>>>

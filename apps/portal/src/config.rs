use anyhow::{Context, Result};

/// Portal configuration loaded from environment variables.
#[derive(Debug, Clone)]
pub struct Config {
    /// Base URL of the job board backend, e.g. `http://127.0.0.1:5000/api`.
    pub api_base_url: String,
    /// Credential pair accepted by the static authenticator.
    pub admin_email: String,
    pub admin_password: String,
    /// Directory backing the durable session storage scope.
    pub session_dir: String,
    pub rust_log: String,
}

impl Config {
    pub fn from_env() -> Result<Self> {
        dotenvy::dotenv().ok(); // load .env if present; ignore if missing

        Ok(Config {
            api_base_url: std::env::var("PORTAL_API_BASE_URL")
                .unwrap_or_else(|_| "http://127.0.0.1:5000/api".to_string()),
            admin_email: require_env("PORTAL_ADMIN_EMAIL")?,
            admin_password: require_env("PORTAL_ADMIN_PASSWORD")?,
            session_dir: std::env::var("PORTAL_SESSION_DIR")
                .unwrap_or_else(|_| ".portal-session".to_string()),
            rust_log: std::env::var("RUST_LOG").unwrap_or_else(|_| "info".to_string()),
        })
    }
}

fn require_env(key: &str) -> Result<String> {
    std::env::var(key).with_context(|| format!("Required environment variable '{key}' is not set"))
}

<<<
>>>

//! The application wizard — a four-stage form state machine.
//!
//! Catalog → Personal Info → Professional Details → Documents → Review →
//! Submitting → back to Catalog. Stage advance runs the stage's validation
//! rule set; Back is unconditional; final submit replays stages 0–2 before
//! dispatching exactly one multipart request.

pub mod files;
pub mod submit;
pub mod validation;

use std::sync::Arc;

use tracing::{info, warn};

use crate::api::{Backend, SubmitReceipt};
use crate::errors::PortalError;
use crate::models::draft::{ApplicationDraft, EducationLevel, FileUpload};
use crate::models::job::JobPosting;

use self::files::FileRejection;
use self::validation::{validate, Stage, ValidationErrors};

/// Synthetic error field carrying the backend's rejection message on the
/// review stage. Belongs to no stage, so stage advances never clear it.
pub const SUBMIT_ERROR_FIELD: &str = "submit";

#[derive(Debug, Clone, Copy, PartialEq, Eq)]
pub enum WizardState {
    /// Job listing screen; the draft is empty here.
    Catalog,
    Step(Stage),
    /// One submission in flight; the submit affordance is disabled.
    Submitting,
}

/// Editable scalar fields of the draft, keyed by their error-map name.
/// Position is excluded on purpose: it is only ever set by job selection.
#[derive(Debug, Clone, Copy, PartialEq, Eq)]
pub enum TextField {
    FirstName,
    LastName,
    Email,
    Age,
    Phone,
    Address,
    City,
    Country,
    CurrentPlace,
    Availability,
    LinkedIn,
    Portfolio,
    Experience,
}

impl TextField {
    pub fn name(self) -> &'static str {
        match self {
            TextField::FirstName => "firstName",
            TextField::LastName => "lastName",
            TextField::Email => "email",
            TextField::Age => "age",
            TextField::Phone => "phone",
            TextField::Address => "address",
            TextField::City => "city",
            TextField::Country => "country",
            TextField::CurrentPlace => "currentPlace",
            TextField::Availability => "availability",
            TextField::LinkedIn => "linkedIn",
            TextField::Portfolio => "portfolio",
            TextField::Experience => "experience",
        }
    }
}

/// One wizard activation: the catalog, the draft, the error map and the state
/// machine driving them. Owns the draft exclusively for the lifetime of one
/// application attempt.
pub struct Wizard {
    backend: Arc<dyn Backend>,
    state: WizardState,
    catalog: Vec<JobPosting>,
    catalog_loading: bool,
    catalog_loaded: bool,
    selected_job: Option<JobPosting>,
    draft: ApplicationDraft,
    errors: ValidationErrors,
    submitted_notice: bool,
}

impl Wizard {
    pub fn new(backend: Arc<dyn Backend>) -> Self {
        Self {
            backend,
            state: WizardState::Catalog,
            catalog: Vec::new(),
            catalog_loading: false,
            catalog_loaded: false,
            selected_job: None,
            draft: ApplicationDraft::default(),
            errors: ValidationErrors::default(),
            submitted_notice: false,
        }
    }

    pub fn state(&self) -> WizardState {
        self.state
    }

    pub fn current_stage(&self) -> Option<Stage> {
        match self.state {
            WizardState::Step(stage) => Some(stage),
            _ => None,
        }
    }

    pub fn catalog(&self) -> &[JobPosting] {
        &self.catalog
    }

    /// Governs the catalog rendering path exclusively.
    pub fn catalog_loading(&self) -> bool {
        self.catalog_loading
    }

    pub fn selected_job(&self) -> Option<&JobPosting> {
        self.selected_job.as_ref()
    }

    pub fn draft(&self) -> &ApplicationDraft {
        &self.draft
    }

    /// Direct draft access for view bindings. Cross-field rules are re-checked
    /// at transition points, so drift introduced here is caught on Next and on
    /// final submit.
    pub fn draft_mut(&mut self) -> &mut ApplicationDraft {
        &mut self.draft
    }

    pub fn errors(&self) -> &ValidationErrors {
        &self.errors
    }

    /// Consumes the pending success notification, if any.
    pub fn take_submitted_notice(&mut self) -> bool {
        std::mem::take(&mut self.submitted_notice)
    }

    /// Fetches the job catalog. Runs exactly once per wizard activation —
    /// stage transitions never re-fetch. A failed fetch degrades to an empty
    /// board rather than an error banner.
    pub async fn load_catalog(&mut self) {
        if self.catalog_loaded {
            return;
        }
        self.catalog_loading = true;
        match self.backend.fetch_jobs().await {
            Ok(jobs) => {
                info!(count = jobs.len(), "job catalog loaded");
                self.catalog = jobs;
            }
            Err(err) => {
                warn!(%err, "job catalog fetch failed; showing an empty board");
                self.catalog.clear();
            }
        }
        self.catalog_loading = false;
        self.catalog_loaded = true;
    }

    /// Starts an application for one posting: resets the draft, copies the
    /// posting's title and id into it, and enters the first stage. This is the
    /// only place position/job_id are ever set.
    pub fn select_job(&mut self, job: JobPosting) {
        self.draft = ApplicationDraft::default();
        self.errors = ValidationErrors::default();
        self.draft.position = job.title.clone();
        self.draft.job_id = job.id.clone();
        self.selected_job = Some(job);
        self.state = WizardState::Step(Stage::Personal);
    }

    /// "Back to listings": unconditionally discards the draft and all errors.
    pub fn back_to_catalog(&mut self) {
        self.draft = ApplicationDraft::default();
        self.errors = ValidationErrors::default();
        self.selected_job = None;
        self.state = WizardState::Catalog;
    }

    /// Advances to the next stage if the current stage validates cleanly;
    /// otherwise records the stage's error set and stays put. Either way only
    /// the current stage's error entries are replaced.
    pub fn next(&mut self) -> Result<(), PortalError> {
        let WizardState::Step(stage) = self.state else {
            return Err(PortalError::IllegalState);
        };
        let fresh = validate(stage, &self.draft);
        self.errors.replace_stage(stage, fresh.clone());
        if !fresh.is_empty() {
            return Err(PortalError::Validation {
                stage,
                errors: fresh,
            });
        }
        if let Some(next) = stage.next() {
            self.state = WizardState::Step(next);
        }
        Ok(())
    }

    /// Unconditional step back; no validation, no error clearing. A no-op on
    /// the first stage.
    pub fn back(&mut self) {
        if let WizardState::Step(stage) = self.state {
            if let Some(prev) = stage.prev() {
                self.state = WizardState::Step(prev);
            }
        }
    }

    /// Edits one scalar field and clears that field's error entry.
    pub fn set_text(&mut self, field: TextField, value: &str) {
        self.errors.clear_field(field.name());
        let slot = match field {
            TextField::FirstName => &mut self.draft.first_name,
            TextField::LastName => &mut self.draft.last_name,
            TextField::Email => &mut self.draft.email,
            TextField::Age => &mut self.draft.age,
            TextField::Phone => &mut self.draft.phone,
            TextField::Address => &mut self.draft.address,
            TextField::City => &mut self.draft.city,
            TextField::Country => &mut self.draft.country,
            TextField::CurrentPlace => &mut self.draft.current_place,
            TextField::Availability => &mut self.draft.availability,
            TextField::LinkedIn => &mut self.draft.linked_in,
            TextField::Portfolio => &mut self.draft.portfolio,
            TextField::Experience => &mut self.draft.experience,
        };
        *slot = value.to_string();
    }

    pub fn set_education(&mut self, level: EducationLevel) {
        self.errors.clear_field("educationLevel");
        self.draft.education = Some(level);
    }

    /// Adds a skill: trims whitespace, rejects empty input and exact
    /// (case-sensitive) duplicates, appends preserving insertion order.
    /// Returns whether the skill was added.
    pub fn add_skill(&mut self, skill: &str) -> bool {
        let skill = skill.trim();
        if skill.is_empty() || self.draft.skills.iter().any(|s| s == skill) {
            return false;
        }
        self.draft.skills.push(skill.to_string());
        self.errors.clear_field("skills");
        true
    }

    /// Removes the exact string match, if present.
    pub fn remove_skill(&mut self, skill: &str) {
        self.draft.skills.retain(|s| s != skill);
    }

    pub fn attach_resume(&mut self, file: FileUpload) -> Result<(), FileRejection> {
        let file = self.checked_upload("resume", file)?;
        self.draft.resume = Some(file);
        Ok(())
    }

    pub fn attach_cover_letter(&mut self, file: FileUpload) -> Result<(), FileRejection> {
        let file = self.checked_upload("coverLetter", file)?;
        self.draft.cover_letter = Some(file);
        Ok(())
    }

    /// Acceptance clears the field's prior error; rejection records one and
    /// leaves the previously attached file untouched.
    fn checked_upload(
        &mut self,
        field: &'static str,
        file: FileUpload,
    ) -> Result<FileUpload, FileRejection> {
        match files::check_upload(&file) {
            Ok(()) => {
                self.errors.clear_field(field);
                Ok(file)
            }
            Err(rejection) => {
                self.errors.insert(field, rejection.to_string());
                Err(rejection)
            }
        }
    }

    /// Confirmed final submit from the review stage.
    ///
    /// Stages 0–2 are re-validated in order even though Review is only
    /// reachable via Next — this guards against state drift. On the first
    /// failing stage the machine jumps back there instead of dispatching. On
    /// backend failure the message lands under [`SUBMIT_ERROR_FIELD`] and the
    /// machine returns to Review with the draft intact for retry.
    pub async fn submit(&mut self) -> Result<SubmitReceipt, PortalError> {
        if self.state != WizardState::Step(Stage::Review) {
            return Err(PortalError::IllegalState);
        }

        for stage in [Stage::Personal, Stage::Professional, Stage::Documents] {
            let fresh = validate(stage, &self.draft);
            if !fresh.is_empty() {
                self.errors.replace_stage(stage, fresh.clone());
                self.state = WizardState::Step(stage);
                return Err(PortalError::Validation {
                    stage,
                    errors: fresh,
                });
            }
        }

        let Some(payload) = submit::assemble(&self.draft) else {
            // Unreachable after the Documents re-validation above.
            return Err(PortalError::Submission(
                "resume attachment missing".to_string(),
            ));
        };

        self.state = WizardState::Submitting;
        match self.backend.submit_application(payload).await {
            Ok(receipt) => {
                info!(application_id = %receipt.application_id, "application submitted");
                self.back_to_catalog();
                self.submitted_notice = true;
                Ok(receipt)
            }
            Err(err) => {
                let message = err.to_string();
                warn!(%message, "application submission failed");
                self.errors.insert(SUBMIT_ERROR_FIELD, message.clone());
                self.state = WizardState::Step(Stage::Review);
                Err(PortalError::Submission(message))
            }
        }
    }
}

<<<
>>>

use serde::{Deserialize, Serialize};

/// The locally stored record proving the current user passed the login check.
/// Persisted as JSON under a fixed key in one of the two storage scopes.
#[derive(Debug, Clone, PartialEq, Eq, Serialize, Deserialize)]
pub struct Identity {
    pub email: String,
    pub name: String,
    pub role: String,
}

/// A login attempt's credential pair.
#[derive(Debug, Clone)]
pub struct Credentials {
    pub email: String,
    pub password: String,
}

<<<

▶ Exercise directions
Go through the listing above and find each line containing the string "Experience"; copy those lines.

▶ Problem solution
    Experience,
            TextField::Experience => "experience",
            TextField::Experience => &mut self.draft.experience,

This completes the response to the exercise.